The Bell-Ford algorithm is similar to the Dicos algorithm , which is based on the relaxation operation, that is, the estimated shortest path value is gradually replaced by a more accurate value, until the optimal solution is obtained. In two algorithms, the estimated distance between each edge of the calculation is greater than the true value, and is replaced by the minimum length of the newly found path. However, the DICOS algorithm chooses the non-processed node with the least weight by greedy method, and then relaxes the edge of it, while the Bertelsmann-Ford algorithm simply relaxes all the edges, altogether | V | − 1 times, where | V | Is the number of points in the graph. In a repeating calculation, the number of edges that have been calculated to get the correct distance is increasing until all edges have been computed with the correct path. Such a strategy makes the Bidicos-Ford algorithm suitable for more types of input.
Most of the Bertelsmann-Ford algorithms Run O (| V| | E|) Times, | V| and | E| is the number of nodes and edges, respectively).

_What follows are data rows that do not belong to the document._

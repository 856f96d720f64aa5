//! `tracing` 구독자 초기화. 로그는 표준 오류로 내보내 표준 출력의 결과와 섞이지 않게 한다.

use std::sync::OnceLock;

use tracing_subscriber::layer::SubscriberExt;
use tracing_subscriber::util::SubscriberInitExt;
use tracing_subscriber::EnvFilter;

static INIT: OnceLock<()> = OnceLock::new();

/// `-v` 횟수에 맞춰 로그 수준을 정한다. `RUST_LOG`가 설정되어 있으면 그 값을 따른다.
///
/// 여러 번 호출해도 첫 호출만 적용된다.
pub fn init(verbosity: u8) {
    INIT.get_or_init(|| {
        let level = match verbosity {
            0 => "warn",
            1 => "info",
            2 => "debug",
            _ => "trace",
        };
        let filter = EnvFilter::try_from_default_env()
            .unwrap_or_else(|_| EnvFilter::new(format!("building_energy_toolbox={level}")));

        tracing_subscriber::registry()
            .with(filter)
            .with(
                tracing_subscriber::fmt::layer()
                    .with_writer(std::io::stderr)
                    .with_target(false),
            )
            .try_init()
            .ok();
    });
}
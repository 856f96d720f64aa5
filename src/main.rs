use std::process::ExitCode;

use building_energy_toolbox::app::{self, AppError};
use building_energy_toolbox::i18n::{self, keys, Translator};
use building_energy_toolbox::ui_cli::Cli;
use building_energy_toolbox::{config, logging};
use clap::Parser;

/// 프로그램의 엔트리 포인트. 설정을 로드한 뒤 선택된 명령을 실행한다.
fn main() -> ExitCode {
    let cli = Cli::parse();
    logging::init(cli.verbose);
    match try_run(&cli) {
        Ok(()) => ExitCode::SUCCESS,
        Err(err) => {
            let tr = Translator::new(&i18n::resolve_language(&cli.lang, None));
            eprintln!("{}: {err}", tr.t(keys::ERROR_PREFIX));
            ExitCode::FAILURE
        }
    }
}

fn try_run(cli: &Cli) -> Result<(), AppError> {
    let cfg = match &cli.config {
        Some(path) => config::load_from(path)?,
        None => config::load_or_default()?,
    };
    let lang = i18n::resolve_language(&cli.lang, Some(cfg.language.as_str()));
    let tr = Translator::new(&lang);
    app::run(cli, &cfg, &tr)
}
use serde::{Deserialize, Serialize};

/// 열적으로 구분되는 건물 구역.
#[derive(Debug, Clone, PartialEq, Serialize, Deserialize)]
#[serde(rename_all = "camelCase")]
pub struct Zone {
    pub id: String,
    #[serde(default, skip_serializing_if = "Option::is_none")]
    pub name: Option<String>,
    /// 바닥 면적 [m²]
    pub area: f64,
    /// 실 높이 [m]
    pub height: f64,
    /// 직접 입력한 체적 [m³]. 없으면 면적×높이를 사용한다.
    #[serde(default, skip_serializing_if = "Option::is_none")]
    pub volume: Option<f64>,
    /// 비공조 공간 등 열/체적 집계에서 제외되는 존
    #[serde(default)]
    pub is_excluded: bool,
}

impl Zone {
    pub fn new(id: impl Into<String>, area: f64, height: f64) -> Self {
        Self {
            id: id.into(),
            name: None,
            area,
            height,
            volume: None,
            is_excluded: false,
        }
    }

    /// 직접 입력 체적이 있으면 그 값을, 없으면 면적×높이를 반환한다.
    pub fn effective_volume(&self) -> f64 {
        self.volume.unwrap_or(self.area * self.height)
    }
}

/// 외피 요소 종류.
#[derive(Debug, Clone, Copy, PartialEq, Eq, Default, Serialize, Deserialize)]
#[serde(rename_all = "snake_case")]
pub enum SurfaceKind {
    #[default]
    Wall,
    Roof,
    Floor,
    Window,
    Door,
}

/// 존에 속한 열적 외피 요소.
#[derive(Debug, Clone, PartialEq, Serialize, Deserialize)]
#[serde(rename_all = "camelCase")]
pub struct Surface {
    pub id: String,
    /// 소속 존 id (참조일 뿐 소유 관계는 아니다)
    #[serde(default, skip_serializing_if = "Option::is_none")]
    pub zone_id: Option<String>,
    #[serde(default)]
    pub kind: SurfaceKind,
    /// 면적 [m²]
    pub area: f64,
    /// 열관류율 [W/m²K]
    pub u_value: f64,
    #[serde(default, skip_serializing_if = "Option::is_none")]
    pub orientation: Option<String>,
    /// 경사각 [°]
    #[serde(default, skip_serializing_if = "Option::is_none")]
    pub tilt: Option<f64>,
}

impl Surface {
    pub fn new(id: impl Into<String>, zone_id: Option<&str>, area: f64, u_value: f64) -> Self {
        Self {
            id: id.into(),
            zone_id: zone_id.map(str::to_string),
            kind: SurfaceKind::default(),
            area,
            u_value,
            orientation: None,
            tilt: None,
        }
    }
}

The most important differencebetween the Dicos -Ford algorithm and the algorithm is that the Bellman-ford algorithm can exist negative weights, while the Dijkstra algorithm does not allow negative weight edges;
Steps for the Bellman-ford algorithm:
Step 1: Initialize the diagram
Step 2: Relax each edge
Step 3: Check the negative weight ring
procedure Bellmanford (list vertices, list edges, vertex source)//the implementation reads into the list of edges and nodes and writes the shortest path information to two arrays (distance and predecessor)//Step 1: Initialize the diagram forEach vertex vinchvertices:ifV isSource then Distance[v]: =0 ElseDISTANCE[V]: =Infinity Predecessor[v]:=NULL //Step 2: Repeat the slack for each edge forI from 1To size (vertices)-1: forEach edge (U, v) with weight Winchedges:ifDistance[u] + W <Distance[v]: distance[v]:= Distance[u] +W Predecessor[v]:=u//Step 3: Check the negative weight ring forEach edge (U, v) with weight Winchedges:ifDistance[u] + W <Distance[v]: Error"The graph contains a negative weight ring"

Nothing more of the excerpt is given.